General coding aims do not depend on the programming language used, so it is not astonishing that C and Java aim for the same.

[Software implementations should have error free design, error free algorithms and an error free code architecture.]

[Software defects can be a security problem.]

Software defects are a security problem in Java too. Some of the more common flaws in C and C++, buffer overflows, are however caught in Java (i.e. they either get properly handled or end in a graceful process termination triggered by an uncaught exception, the latter can of course lead to a denial-of-service exploit, however that one being much less a threat than the classical buffer overflow exploits).

[Then, software engineering aims are maintainability (ease of expanding or correcting code) and reusability.]

The fact that all Java code is class method code and that class design is typically considered library design may lead implicitly to a better code reusability. This fact too implies that any Java code fragment is part of a kind of software library (and hence follows somewhat stricter design requirements).

With an object oriented design approach, one generally tends not to make a distinction between small projects, which could be done without much software engineering consideration, and larger ones which definitely require such.

To the (easy) reusability comes the easy usability of classes (and interfaces, say libraries), since one Java pattern is offering a huge amount of classes/interfaces.

Aim of the original paper

[The intention of the original paper was to summarize considerations made about fulfilling the coding aims mentioned above and making (C) code less defective, more robust (against changes in code architecture) and more readable (for easier maintenance).]

[Design issues were not so much covered, since they are often independent of the programming language used. Neither were covered efficiency and economy of a programming language or runtime environment. The presence of abilities of runtime environments to compile functions (possibly from virtual machine bytecode into native binary code, maybe in a hotspot manner) was however mentioned.]

Since runtime efficiency was not part of the considerations, the difference of C/C++'s (optional) non-virtualness in method calls versus Java's enforced virtualness, as well as dynamic link issues are not considered here.

Considered C language definition

The C programming language definition considered in the original paper was ISO/IEC 9899:1990. (Older names were ANSI-C or K&R2.) [BK/DR,1988]

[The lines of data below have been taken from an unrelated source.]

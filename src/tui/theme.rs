//! Centralized theme and color scheme for the TUI.
//!
//! This module provides consistent styling across all screens.

use ratatui::prelude::*;
use std::sync::{PoisonError, RwLock};

/// Color scheme for the TUI application.
/// Provides semantic colors for different UI elements.
#[derive(Debug, Clone, Copy)]
pub struct ColorScheme {
    // Brand
    pub brand: Color,
    pub brand_alt: Color,

    // Exercise progress
    pub done: Color,
    pub current: Color,
    pub pending: Color,

    // Chips
    pub pain_chip: Color,
    pub equipment_chip: Color,

    // UI element colors
    pub primary: Color,
    pub secondary: Color,
    pub accent: Color,
    pub muted: Color,
    pub border: Color,
    pub border_focused: Color,
    pub background_alt: Color,
    pub text: Color,
    pub text_muted: Color,
    pub selection: Color,

    // Status colors
    pub success: Color,
    pub warning: Color,
    pub error: Color,

    // Badge foreground colors (for text on colored backgrounds)
    pub badge_fg_dark: Color,
    pub badge_fg_light: Color,
}

impl Default for ColorScheme {
    fn default() -> Self {
        Self::dark()
    }
}

impl ColorScheme {
    /// Dark theme (default)
    pub const fn dark() -> Self {
        Self {
            brand: Color::Yellow,
            brand_alt: Color::Magenta,

            done: Color::Green,
            current: Color::Blue,
            pending: Color::DarkGray,

            pain_chip: Color::LightRed,
            equipment_chip: Color::LightBlue,

            primary: Color::Cyan,
            secondary: Color::Blue,
            accent: Color::Yellow,
            muted: Color::DarkGray,
            border: Color::DarkGray,
            border_focused: Color::Cyan,
            background_alt: Color::Rgb(30, 30, 40),
            text: Color::White,
            text_muted: Color::Gray,
            selection: Color::Rgb(60, 60, 80),

            success: Color::Green,
            warning: Color::Rgb(255, 165, 0),
            error: Color::Red,

            badge_fg_dark: Color::Black,
            badge_fg_light: Color::White,
        }
    }

    /// Light theme
    pub const fn light() -> Self {
        Self {
            brand: Color::Rgb(37, 99, 235),
            brand_alt: Color::Rgb(147, 51, 234),

            done: Color::Rgb(0, 128, 0),
            current: Color::Rgb(37, 99, 235),
            pending: Color::Rgb(160, 160, 160),

            pain_chip: Color::Rgb(185, 28, 28),
            equipment_chip: Color::Rgb(29, 78, 216),

            primary: Color::Rgb(0, 100, 150),
            secondary: Color::Rgb(0, 0, 150),
            accent: Color::Rgb(180, 140, 0),
            muted: Color::Rgb(150, 150, 150),
            border: Color::Rgb(180, 180, 180),
            border_focused: Color::Rgb(0, 100, 150),
            background_alt: Color::Rgb(240, 240, 245),
            text: Color::Rgb(30, 30, 30),
            text_muted: Color::Rgb(100, 100, 100),
            selection: Color::Rgb(200, 220, 240),

            success: Color::Rgb(0, 128, 0),
            warning: Color::Rgb(200, 110, 0),
            error: Color::Rgb(200, 0, 0),

            badge_fg_dark: Color::Rgb(30, 30, 30),
            badge_fg_light: Color::White,
        }
    }

    /// High contrast theme (accessibility)
    pub const fn high_contrast() -> Self {
        Self {
            brand: Color::LightYellow,
            brand_alt: Color::LightMagenta,

            done: Color::LightGreen,
            current: Color::LightCyan,
            pending: Color::Gray,

            pain_chip: Color::LightRed,
            equipment_chip: Color::LightBlue,

            primary: Color::LightCyan,
            secondary: Color::LightBlue,
            accent: Color::LightYellow,
            muted: Color::Gray,
            border: Color::White,
            border_focused: Color::LightCyan,
            background_alt: Color::Rgb(20, 20, 20),
            text: Color::White,
            text_muted: Color::Gray,
            selection: Color::Rgb(50, 50, 80),

            success: Color::LightGreen,
            warning: Color::LightYellow,
            error: Color::LightRed,

            badge_fg_dark: Color::Black,
            badge_fg_light: Color::White,
        }
    }
}

/// Global theme instance (runtime switchable)
static THEME: RwLock<Theme> = RwLock::new(Theme::dark());

/// Theme configuration
#[derive(Debug, Clone)]
pub struct Theme {
    pub colors: ColorScheme,
    pub name: &'static str,
}

impl Default for Theme {
    fn default() -> Self {
        Self::dark()
    }
}

impl Theme {
    pub const fn dark() -> Self {
        Self {
            colors: ColorScheme::dark(),
            name: "dark",
        }
    }

    pub const fn light() -> Self {
        Self {
            colors: ColorScheme::light(),
            name: "light",
        }
    }

    pub const fn high_contrast() -> Self {
        Self {
            colors: ColorScheme::high_contrast(),
            name: "high-contrast",
        }
    }

    pub fn from_name(name: &str) -> Self {
        match name.to_lowercase().as_str() {
            "light" => Self::light(),
            "high-contrast" | "highcontrast" | "hc" => Self::high_contrast(),
            _ => Self::dark(),
        }
    }

    /// Get the next theme in the rotation
    pub fn next(&self) -> Self {
        match self.name {
            "dark" => Self::light(),
            "light" => Self::high_contrast(),
            _ => Self::dark(),
        }
    }
}

/// Set the current theme
pub fn set_theme(theme: Theme) {
    *THEME.write().unwrap_or_else(PoisonError::into_inner) = theme;
}

/// Toggle to the next theme in rotation (dark -> light -> high-contrast -> dark)
pub fn toggle_theme() -> &'static str {
    let mut theme = THEME.write().unwrap_or_else(PoisonError::into_inner);
    *theme = theme.next();
    theme.name
}

/// Convenience function to get current colors
pub fn colors() -> ColorScheme {
    THEME.read().unwrap_or_else(PoisonError::into_inner).colors
}

// ============================================================================
// Style Helpers
// ============================================================================

/// Common style presets for consistent UI elements
pub struct Styles;

impl Styles {
    /// Brand wordmark style
    pub fn brand() -> Style {
        Style::default().fg(colors().brand).bold()
    }

    /// Screen heading style
    pub fn heading() -> Style {
        Style::default().fg(colors().primary).bold()
    }

    /// Section title style
    pub fn section_title() -> Style {
        Style::default().fg(colors().primary).bold()
    }

    /// Normal text style
    pub fn text() -> Style {
        Style::default().fg(colors().text)
    }

    /// Muted/secondary text style
    pub fn text_muted() -> Style {
        Style::default().fg(colors().text_muted)
    }

    /// Value text style (for data values)
    pub fn value() -> Style {
        Style::default().fg(colors().text).bold()
    }

    /// Selection style (for the focused row)
    pub fn selected() -> Style {
        Style::default()
            .bg(colors().selection)
            .fg(colors().text)
            .bold()
    }

    /// Border style (unfocused)
    pub fn border() -> Style {
        Style::default().fg(colors().border)
    }

    /// Border style (focused)
    pub fn border_focused() -> Style {
        Style::default().fg(colors().border_focused)
    }

    /// Status bar background style
    pub fn status_bar() -> Style {
        Style::default().bg(colors().background_alt)
    }

    /// Keyboard shortcut style
    pub fn shortcut_key() -> Style {
        Style::default().fg(colors().accent)
    }

    /// Shortcut description style
    pub fn shortcut_desc() -> Style {
        Style::default().fg(colors().text_muted)
    }

    /// Success style
    pub fn success() -> Style {
        Style::default().fg(colors().success)
    }

    /// Warning style
    pub fn warning() -> Style {
        Style::default().fg(colors().warning)
    }
}

// ============================================================================
// Badge Rendering Helpers
// ============================================================================

/// Render a label on a colored background.
pub fn chip(label: &str, bg: Color) -> Span<'static> {
    Span::styled(
        format!(" {label} "),
        Style::default().fg(colors().badge_fg_dark).bg(bg).bold(),
    )
}

/// Render a screen badge for the header.
pub fn view_badge(view: &str) -> Span<'static> {
    let scheme = colors();
    let color = match view {
        "landing" => scheme.brand,
        "onboarding" => scheme.secondary,
        "dashboard" => scheme.primary,
        "completion" => scheme.success,
        _ => scheme.muted,
    };
    Span::styled(
        format!(" {} ", view.to_uppercase()),
        Style::default().fg(scheme.badge_fg_dark).bg(color).bold(),
    )
}

// ============================================================================
// Footer Hints
// ============================================================================

/// Screen-specific footer hints
pub struct FooterHints;

impl FooterHints {
    /// Get hints for a screen.
    ///
    /// `running` selects the dashboard hints shown while an exercise is timed.
    pub fn for_view(view: &str, running: bool) -> Vec<(&'static str, &'static str)> {
        let mut hints = Self::global();

        match view {
            "landing" => {
                hints.insert(0, ("Enter", "get started"));
                hints.insert(1, ("w", "watch demo"));
            }
            "onboarding" => {
                hints.insert(0, ("↑↓/jk", "move"));
                hints.insert(1, ("Space", "toggle"));
                hints.insert(2, ("←→/hl", "intensity"));
                hints.insert(3, ("g", "generate plan"));
            }
            "dashboard" if running => {
                hints.insert(0, ("p", "pause"));
                hints.insert(1, ("c", "complete"));
            }
            "dashboard" => {
                hints.insert(0, ("s", "start exercise"));
            }
            "completion" => {
                hints.insert(0, ("t", "plan tomorrow"));
                hints.insert(1, ("n", "new assessment"));
            }
            _ => {}
        }

        hints
    }

    /// Global hints (always shown)
    pub fn global() -> Vec<(&'static str, &'static str)> {
        vec![("T", "theme"), ("?", "help"), ("q", "quit")]
    }
}

/// Render footer hints as spans
pub fn render_footer_hints(hints: &[(&str, &str)]) -> Vec<Span<'static>> {
    let mut spans = Vec::new();

    for (i, (key, desc)) in hints.iter().enumerate() {
        if i > 0 {
            spans.push(Span::raw(" "));
        }
        spans.push(Span::styled(format!("[{key}]"), Styles::shortcut_key()));
        spans.push(Span::styled((*desc).to_string(), Styles::shortcut_desc()));
    }

    spans
}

The compared Java version is the Java Language Specification Second Edition. [JG/BJ/GS/GB,2000]

Internationalization

Coding character set

[One should limit code to the ASCII character set. Comments, strings and character literals should not contain non-ASCII characters.]

The unicode character representation should be used for non-ASCII characters, e.g. '\u00e8'. In C, the '\xe8' notation was to be used.

Coding language

[English is still the language best understood by most software engineers, and should exclusively be used.]

[Locales typically control a program's user interface customization to a local language.]

Names

[Names are used to identify functions, variables, types, members, macros, etc.]

In Java, functions are manifested as class members (which would by the way not affect their naming, considering typical C++ naming rules not mentioned here), and additionally there is the package construct.

[There were many styles of choosing identifier names in C. The important rule was to be consequent about naming.]

Java introduced a (strict) naming scheme. That naming scheme builds on the use of mixed case letters and the distinction of types (classes) from variables, methods and packages by letting them begin with an upper case letter.

[The smaller the scope of a name, the less important a good choice of the name is.]

That is still true for Java variable name choice. Member naming should however be strict, even with private members. Parameter names seem less critical, since a parameter's semantic is often adequately defined by member name and parameter type (considered those follow the same strict naming conventions, i.e. are 'speaking').

In Java, the missing restriction on name lengths (either by e.g. C linker or e.g. older, narrow terminals; see e.g. C specification samples) allows a consequent non-abbreviated naming. The importance of this non-abbreviation lies in the intuitive use of both the name and its semantic, what makes interfaces to be understood quicker, which is especially important with the many classes/interfaces seen in Java.

There have been further approaches to distinguish data member names from local variable and parameter names. One approach often seen is to prefix data member names with m_. The usage of such a prefix allows such things as to use unprefixed names in the same class' context without (superficial) ambiguities and quickly spotting class' state (data member) usage. (Note that otherwise, the underscore character is not seen in names.)

[The naming should still be in english only, internationalization done at a totally different location.]

Name styles

[In C, other schemes than the Java naming scheme were used too (use of underscore characters, use of natural language context, etc).]

Type prefixes were sometimes used in C with primitive types, e.g. sz (zero terminated string), p (pointer), etc. These are of less use in an object oriented approach, and in Java especially.

Package prefixes used in function names, such as t_ (in the TLI API) are not needed in Java or other package/namespace using programming languages.

Name restrictions

Problems with case-insensitive linkers or restrictions on the name length are not known to be present in Java. However, it is imaginable that for really small environments (e.g. small embedded systems) names could be shortened (but it is assumed that that step takes place after bytecode compiling, therefore not considered a Java language relevant issue).

Namespace

[A program's identifier namespace is not partitioned in the C programming language, unlike in Lisp, Java or C++ 3rd Ed..]

In C, libraries used to tend to include package membership information (e.g. t_open, t_bind, etc. of the TLI network interface library) to omit name collisions. However, it was quite impossible to find small unique package prefixes.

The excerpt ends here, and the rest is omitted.